▸ **YOUR OBJECTIVE**
Each entry is to be restated word for word, with nothing omitted.

Stored data
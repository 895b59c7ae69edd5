/*
 *
 *
 *
 *
 * MIT License
 * Copyright (c) 2025. Dwight J. Browne
 * dwight[-at-]dwightjbrowne[-dot-]com
 *
 *
 * Permission is hereby granted, free of charge, to any person obtaining a copy
 * of this software and associated documentation files (the "Software"), to deal
 * in the Software without restriction, including without limitation the rights
 * to use, copy, modify, merge, publish, distribute, sublicense, and/or sell
 * copies of the Software, and to permit persons to whom the Software is
 * furnished to do so, subject to the following conditions:
 *
 * The above copyright notice and this permission notice shall be included in all
 * copies or substantial portions of the Software.
 *
 * THE SOFTWARE IS PROVIDED "AS IS", WITHOUT WARRANTY OF ANY KIND, EXPRESS OR
 * IMPLIED, INCLUDING BUT NOT LIMITED TO THE WARRANTIES OF MERCHANTABILITY,
 * FITNESS FOR A PARTICULAR PURPOSE AND NONINFRINGEMENT. IN NO EVENT SHALL THE
 * AUTHORS OR COPYRIGHT HOLDERS BE LIABLE FOR ANY CLAIM, DAMAGES OR OTHER
 * LIABILITY, WHETHER IN AN ACTION OF CONTRACT, TORT OR OTHERWISE, ARISING FROM,
 * OUT OF OR IN CONNECTION WITH THE SOFTWARE OR THE USE OR OTHER DEALINGS IN THE
 * SOFTWARE.
 */

//! Configuration management for price history getters

use crate::error::{Error, Result};
use dotenvy::dotenv;
use serde::{Deserialize, Serialize};
use std::env;
use url::Url;

/// Environment variable overriding [`crate::MARKETDATA_BASE_URL`]
pub const MARKETDATA_URL_VAR: &str = "PH_MARKETDATA_URL";

/// Main configuration struct for price history getters
#[derive(Debug, Clone, PartialEq, Eq, Deserialize, Serialize)]
pub struct Config {
  /// Market data endpoint root; the symbol and `pricehistory` are appended to it
  pub marketdata_url: String,
}

impl Config {
  /// Load configuration from environment variables (and a `.env` file if present)
  pub fn from_env() -> Result<Self> {
    dotenv().ok();

    let marketdata_url = match env::var(MARKETDATA_URL_VAR) {
      Ok(raw) => normalize_marketdata_url(&raw)?,
      Err(env::VarError::NotPresent) => crate::MARKETDATA_BASE_URL.to_string(),
      Err(e) => return Err(e.into()),
    };

    Ok(Config { marketdata_url })
  }
}

impl Default for Config {
  fn default() -> Self {
    Config { marketdata_url: crate::MARKETDATA_BASE_URL.to_string() }
  }
}

/// Check that `raw` is an absolute URL able to carry path segments and strip
/// any trailing slash.
pub fn normalize_marketdata_url(raw: &str) -> Result<String> {
  let trimmed = raw.trim();
  let parsed =
    Url::parse(trimmed).map_err(|e| Error::Config(format!("Invalid market data URL '{}': {}", trimmed, e)))?;

  if parsed.cannot_be_a_base() {
    return Err(Error::Config(format!("Market data URL '{}' cannot carry a path", trimmed)));
  }
  if parsed.query().is_some() || parsed.fragment().is_some() {
    return Err(Error::Config(format!(
      "Market data URL '{}' must not have a query or fragment",
      trimmed
    )));
  }

  Ok(trimmed.trim_end_matches('/').to_string())
}
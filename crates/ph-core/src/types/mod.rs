/*
 *
 *
 *
 *
 * MIT License
 * Copyright (c) 2025. Dwight J. Browne
 * dwight[-at-]dwightjbrowne[-dot-]com
 *
 *
 * Permission is hereby granted, free of charge, to any person obtaining a copy
 * of this software and associated documentation files (the "Software"), to deal
 * in the Software without restriction, including without limitation the rights
 * to use, copy, modify, merge, publish, distribute, sublicense, and/or sell
 * copies of the Software, and to permit persons to whom the Software is
 * furnished to do so, subject to the following conditions:
 *
 * The above copyright notice and this permission notice shall be included in all
 * copies or substantial portions of the Software.
 *
 * THE SOFTWARE IS PROVIDED "AS IS", WITHOUT WARRANTY OF ANY KIND, EXPRESS OR
 * IMPLIED, INCLUDING BUT NOT LIMITED TO THE WARRANTIES OF MERCHANTABILITY,
 * FITNESS FOR A PARTICULAR PURPOSE AND NONINFRINGEMENT. IN NO EVENT SHALL THE
 * AUTHORS OR COPYRIGHT HOLDERS BE LIABLE FOR ANY CLAIM, DAMAGES OR OTHER
 * LIABILITY, WHETHER IN AN ACTION OF CONTRACT, TORT OR OTHERWISE, ARISING FROM,
 * OUT OF OR IN CONNECTION WITH THE SOFTWARE OR THE USE OR OTHER DEALINGS IN THE
 * SOFTWARE.
 */

//! Common types used across ph-* crates

pub mod history;

pub use history::{FrequencyType, PeriodType};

▸ **ANSWER BOX**
repository 895b59c7ae69edd5
/*
 *
 *
 *
 *
 * MIT License
 * Copyright (c) 2025. Dwight J. Browne
 * dwight[-at-]dwightjbrowne[-dot-]com
 *
 *
 * Permission is hereby granted, free of charge, to any person obtaining a copy
 * of this software and associated documentation files (the "Software"), to deal
 * in the Software without restriction, including without limitation the rights
 * to use, copy, modify, merge, publish, distribute, sublicense, and/or sell
 * copies of the Software, and to permit persons to whom the Software is
 * furnished to do so, subject to the following conditions:
 *
 * The above copyright notice and this permission notice shall be included in all
 * copies or substantial portions of the Software.
 *
 * THE SOFTWARE IS PROVIDED "AS IS", WITHOUT WARRANTY OF ANY KIND, EXPRESS OR
 * IMPLIED, INCLUDING BUT NOT LIMITED TO THE WARRANTIES OF MERCHANTABILITY,
 * FITNESS FOR A PARTICULAR PURPOSE AND NONINFRINGEMENT. IN NO EVENT SHALL THE
 * AUTHORS OR COPYRIGHT HOLDERS BE LIABLE FOR ANY CLAIM, DAMAGES OR OTHER
 * LIABILITY, WHETHER IN AN ACTION OF CONTRACT, TORT OR OTHERWISE, ARISING FROM,
 * OUT OF OR IN CONNECTION WITH THE SOFTWARE OR THE USE OR OTHER DEALINGS IN THE
 * SOFTWARE.
 */

//! Configuration management for price history getters

use crate::error::{Error, Result};
use dotenvy::dotenv;
use serde::{Deserialize, Serialize};
use std::env;
use url::Url;

/// Environment variable overriding [`crate::MARKETDATA_BASE_URL`]
pub const MARKETDATA_URL_VAR: &str = "PH_MARKETDATA_URL";

/// Main configuration struct for price history getters
#[derive(Debug, Clone, PartialEq, Eq, Deserialize, Serialize)]
pub struct Config {
  /// Market data endpoint root; the symbol and `pricehistory` are appended to it
  pub marketdata_url: String,
}

impl Config {
  /// Load configuration from environment variables (and a `.env` file if present)
  pub fn from_env() -> Result<Self> {
    dotenv().ok();

    let marketdata_url = match env::var(MARKETDATA_URL_VAR) {
      Ok(raw) => normalize_marketdata_url(&raw)?,
      Err(env::VarError::NotPresent) => crate::MARKETDATA_BASE_URL.to_string(),
      Err(e) => return Err(e.into()),
    };

    Ok(Config { marketdata_url })
  }
}

impl Default for Config {
  fn default() -> Self {
    Config { marketdata_url: crate::MARKETDATA_BASE_URL.to_string() }
  }
}

/// Check that `raw` is an absolute URL able to carry path segments and strip
/// any trailing slash.
pub fn normalize_marketdata_url(raw: &str) -> Result<String> {
  let trimmed = raw.trim();
  let parsed =
    Url::parse(trimmed).map_err(|e| Error::Config(format!("Invalid market data URL '{}': {}", trimmed, e)))?;

  if parsed.cannot_be_a_base() {
    return Err(Error::Config(format!("Market data URL '{}' cannot carry a path", trimmed)));
  }
  if parsed.query().is_some() || parsed.fragment().is_some() {
    return Err(Error::Config(format!(
      "Market data URL '{}' must not have a query or fragment",
      trimmed
    )));
  }

  Ok(trimmed.trim_end_matches('/').to_string())
}
filename crates/ph-core/src/types/mod.rs
/*
 *
 *
 *
 *
 * MIT License
 * Copyright (c) 2025. Dwight J. Browne
 * dwight[-at-]dwightjbrowne[-dot-]com
 *
 *
 * Permission is hereby granted, free of charge, to any person obtaining a copy
 * of this software and associated documentation files (the "Software"), to deal
 * in the Software without restriction, including without limitation the rights
 * to use, copy, modify, merge, publish, distribute, sublicense, and/or sell
 * copies of the Software, and to permit persons to whom the Software is
 * furnished to do so, subject to the following conditions:
 *
 * The above copyright notice and this permission notice shall be included in all
 * copies or substantial portions of the Software.
 *
 * THE SOFTWARE IS PROVIDED "AS IS", WITHOUT WARRANTY OF ANY KIND, EXPRESS OR
 * IMPLIED, INCLUDING BUT NOT LIMITED TO THE WARRANTIES OF MERCHANTABILITY,
 * FITNESS FOR A PARTICULAR PURPOSE AND NONINFRINGEMENT. IN NO EVENT SHALL THE
 * AUTHORS OR COPYRIGHT HOLDERS BE LIABLE FOR ANY CLAIM, DAMAGES OR OTHER
 * LIABILITY, WHETHER IN AN ACTION OF CONTRACT, TORT OR OTHERWISE, ARISING FROM,
 * OUT OF OR IN CONNECTION WITH THE SOFTWARE OR THE USE OR OTHER DEALINGS IN THE
 * SOFTWARE.
 */

//! Common types used across ph-* crates

pub mod history;

pub use history::{FrequencyType, PeriodType};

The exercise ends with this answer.